* **Try it**: Using the records below, filter for lines that contain the string "reqwest" and copy them out.

===== Excerpted records

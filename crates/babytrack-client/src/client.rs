use std::time::Duration;

use babytrack_core::checklist::ChecklistView;
use babytrack_core::notes::Note;
use babytrack_core::wire::{
    ChecklistResponse, CustomItemRequest, DeleteResponse, ProfileRequest, ProfileView,
    ReportResponse, StatusRequest, StatusView,
};
use babytrack_core::{Id, TimeRange, TrackerEntry, TrackerType};
use reqwest::{Method, RequestBuilder};
use serde::Serialize;
use serde::de::DeserializeOwned;
use serde_json::{Map, Value};
use tracing::debug;

use crate::error::{ClientError, extract_error_message};

/// Timeout applied to every request unless configured otherwise.
pub const DEFAULT_TIMEOUT: Duration = Duration::from_secs(30);

/// Authenticated client for the babytrack API.
///
/// Every call carries the Cognito ID token as a bearer header. Responses
/// outside 2xx become [`ClientError::Api`].
#[derive(Clone)]
pub struct ApiClient {
    http: reqwest::Client,
    base_url: String,
    id_token: String,
}

impl ApiClient {
    pub fn new(
        base_url: impl Into<String>,
        id_token: impl Into<String>,
    ) -> Result<Self, ClientError> {
        Self::with_timeout(base_url, id_token, DEFAULT_TIMEOUT)
    }

    pub fn with_timeout(
        base_url: impl Into<String>,
        id_token: impl Into<String>,
        timeout: Duration,
    ) -> Result<Self, ClientError> {
        let base_url = base_url.into().trim_end_matches('/').to_string();
        if base_url.is_empty() {
            return Err(ClientError::Config("base URL is empty".to_string()));
        }
        let http = reqwest::Client::builder().timeout(timeout).build()?;
        Ok(Self {
            http,
            base_url,
            id_token: id_token.into(),
        })
    }

    /// Build a client from `BABYTRACK_API_URL`, `BABYTRACK_ID_TOKEN` and the
    /// optional `BABYTRACK_TIMEOUT` (e.g. `10s`).
    pub fn from_env() -> Result<Self, ClientError> {
        let var = |name: &str| {
            std::env::var(name).map_err(|_| ClientError::Config(format!("{name} is not set")))
        };
        let timeout = match std::env::var("BABYTRACK_TIMEOUT") {
            Ok(raw) => humantime::parse_duration(&raw)
                .map_err(|e| ClientError::Config(format!("BABYTRACK_TIMEOUT: {e}")))?,
            Err(_) => DEFAULT_TIMEOUT,
        };
        Self::with_timeout(var("BABYTRACK_API_URL")?, var("BABYTRACK_ID_TOKEN")?, timeout)
    }

    pub fn base_url(&self) -> &str {
        &self.base_url
    }

    fn request(&self, method: Method, path: &str) -> RequestBuilder {
        debug!(%method, path, "api request");
        self.http
            .request(method, format!("{}{path}", self.base_url))
            .bearer_auth(&self.id_token)
    }

    async fn execute<T: DeserializeOwned>(&self, request: RequestBuilder) -> Result<T, ClientError> {
        let resp = request.send().await?;
        let status = resp.status();
        if !status.is_success() {
            let body = resp.text().await.unwrap_or_default();
            let message = extract_error_message(status, &body);
            debug!(%status, %message, "api error");
            return Err(ClientError::Api { status, message });
        }
        Ok(resp.json().await?)
    }

    pub async fn get<T: DeserializeOwned>(&self, path: &str) -> Result<T, ClientError> {
        self.execute(self.request(Method::GET, path)).await
    }

    pub async fn post<B: Serialize + ?Sized, T: DeserializeOwned>(
        &self,
        path: &str,
        body: &B,
    ) -> Result<T, ClientError> {
        self.execute(self.request(Method::POST, path).json(body)).await
    }

    pub async fn put<B: Serialize + ?Sized, T: DeserializeOwned>(
        &self,
        path: &str,
        body: &B,
    ) -> Result<T, ClientError> {
        self.execute(self.request(Method::PUT, path).json(body)).await
    }

    pub async fn delete<T: DeserializeOwned>(&self, path: &str) -> Result<T, ClientError> {
        self.execute(self.request(Method::DELETE, path)).await
    }

    // Profiles

    pub async fn health(&self) -> Result<Value, ClientError> {
        self.get("/health").await
    }

    pub async fn list_profiles(&self) -> Result<Vec<ProfileView>, ClientError> {
        self.get("/profiles").await
    }

    pub async fn create_profile(&self, profile: &ProfileRequest) -> Result<ProfileView, ClientError> {
        self.post("/profiles", profile).await
    }

    pub async fn get_profile(&self, id: &Id) -> Result<ProfileView, ClientError> {
        self.get(&format!("/profiles/{id}")).await
    }

    pub async fn update_profile(
        &self,
        id: &Id,
        profile: &ProfileRequest,
    ) -> Result<ProfileView, ClientError> {
        self.put(&format!("/profiles/{id}"), profile).await
    }

    pub async fn delete_profile(&self, id: &Id) -> Result<DeleteResponse, ClientError> {
        self.delete(&format!("/profiles/{id}")).await
    }

    // Tracker entries

    pub async fn list_entries(
        &self,
        profile: &Id,
        tracker: TrackerType,
    ) -> Result<Vec<TrackerEntry>, ClientError> {
        self.get(&format!("/profiles/{profile}/trackers/{tracker}")).await
    }

    pub async fn create_entry(
        &self,
        profile: &Id,
        tracker: TrackerType,
        payload: &Map<String, Value>,
    ) -> Result<TrackerEntry, ClientError> {
        self.post(&format!("/profiles/{profile}/trackers/{tracker}"), payload)
            .await
    }

    pub async fn get_entry(
        &self,
        profile: &Id,
        tracker: TrackerType,
        entry: &Id,
    ) -> Result<TrackerEntry, ClientError> {
        self.get(&format!("/profiles/{profile}/trackers/{tracker}/{entry}"))
            .await
    }

    pub async fn update_entry(
        &self,
        profile: &Id,
        tracker: TrackerType,
        entry: &Id,
        payload: &Map<String, Value>,
    ) -> Result<TrackerEntry, ClientError> {
        self.put(
            &format!("/profiles/{profile}/trackers/{tracker}/{entry}"),
            payload,
        )
        .await
    }

    pub async fn delete_entry(
        &self,
        profile: &Id,
        tracker: TrackerType,
        entry: &Id,
    ) -> Result<DeleteResponse, ClientError> {
        self.delete(&format!("/profiles/{profile}/trackers/{tracker}/{entry}"))
            .await
    }

    // Reports and notes

    /// Fetch chart data. An empty `trackers` slice asks for the server's
    /// default set.
    pub async fn report(
        &self,
        profile: &Id,
        trackers: &[TrackerType],
        time_range: Option<TimeRange>,
    ) -> Result<ReportResponse, ClientError> {
        self.get(&filtered_path("/reports", profile, trackers, time_range))
            .await
    }

    /// Entries with notes, newest first. An empty `trackers` slice covers
    /// every tracker.
    pub async fn notes(
        &self,
        profile: &Id,
        trackers: &[TrackerType],
        time_range: Option<TimeRange>,
    ) -> Result<Vec<Note>, ClientError> {
        self.get(&filtered_path("/notes", profile, trackers, time_range))
            .await
    }

    // Checklist

    pub async fn checklist(&self, profile: Option<&Id>) -> Result<ChecklistResponse, ClientError> {
        match profile {
            Some(id) => self.get(&format!("/checklist?profileId={id}")).await,
            None => self.get("/checklist").await,
        }
    }

    pub async fn create_custom_item(
        &self,
        item: &CustomItemRequest,
    ) -> Result<ChecklistView, ClientError> {
        self.post("/checklist", item).await
    }

    pub async fn delete_custom_item(&self, item: &Id) -> Result<DeleteResponse, ClientError> {
        self.delete(&format!("/checklist/{item}")).await
    }

    pub async fn statuses(&self) -> Result<Vec<StatusView>, ClientError> {
        self.get("/checklist/status").await
    }

    pub async fn set_status(&self, item: &Id, completed: bool) -> Result<StatusView, ClientError> {
        self.put(
            &format!("/checklist/status/{item}"),
            &StatusRequest { completed },
        )
        .await
    }
}

/// `{endpoint}?profileId=..[&trackers=..][&timeRange=..]`
fn filtered_path(
    endpoint: &str,
    profile: &Id,
    trackers: &[TrackerType],
    time_range: Option<TimeRange>,
) -> String {
    let mut path = format!("{endpoint}?profileId={profile}");
    if !trackers.is_empty() {
        let names: Vec<&str> = trackers.iter().map(|t| t.as_str()).collect();
        path.push_str(&format!("&trackers={}", names.join(",")));
    }
    if let Some(range) = time_range {
        path.push_str(&format!("&timeRange={range}"));
    }
    path
}

#[cfg(test)]
mod tests {
    use super::*;

    #[test]
    fn filtered_path_includes_only_given_filters() {
        let profile = Id::new("baby_1").unwrap();
        assert_eq!(
            filtered_path("/notes", &profile, &[], None),
            "/notes?profileId=baby_1"
        );
        assert_eq!(
            filtered_path(
                "/notes",
                &profile,
                &[TrackerType::Sleep, TrackerType::Bottle],
                Some(TimeRange::Last30Days)
            ),
            "/notes?profileId=baby_1&trackers=sleep,bottle&timeRange=last30days"
        );
    }

    #[test]
    fn trims_trailing_slash() {
        let client = ApiClient::new("https://api.example.com/prod/", "token").unwrap();
        assert_eq!(client.base_url(), "https://api.example.com/prod");
    }

    #[test]
    fn rejects_empty_base_url() {
        assert!(matches!(
            ApiClient::new("/", "token"),
            Err(ClientError::Config(_))
        ));
    }
}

==========

* **Output for this exercise**:
use reqwest::{Method, RequestBuilder};
    http: reqwest::Client,
        let http = reqwest::Client::builder().timeout(timeout).build()?;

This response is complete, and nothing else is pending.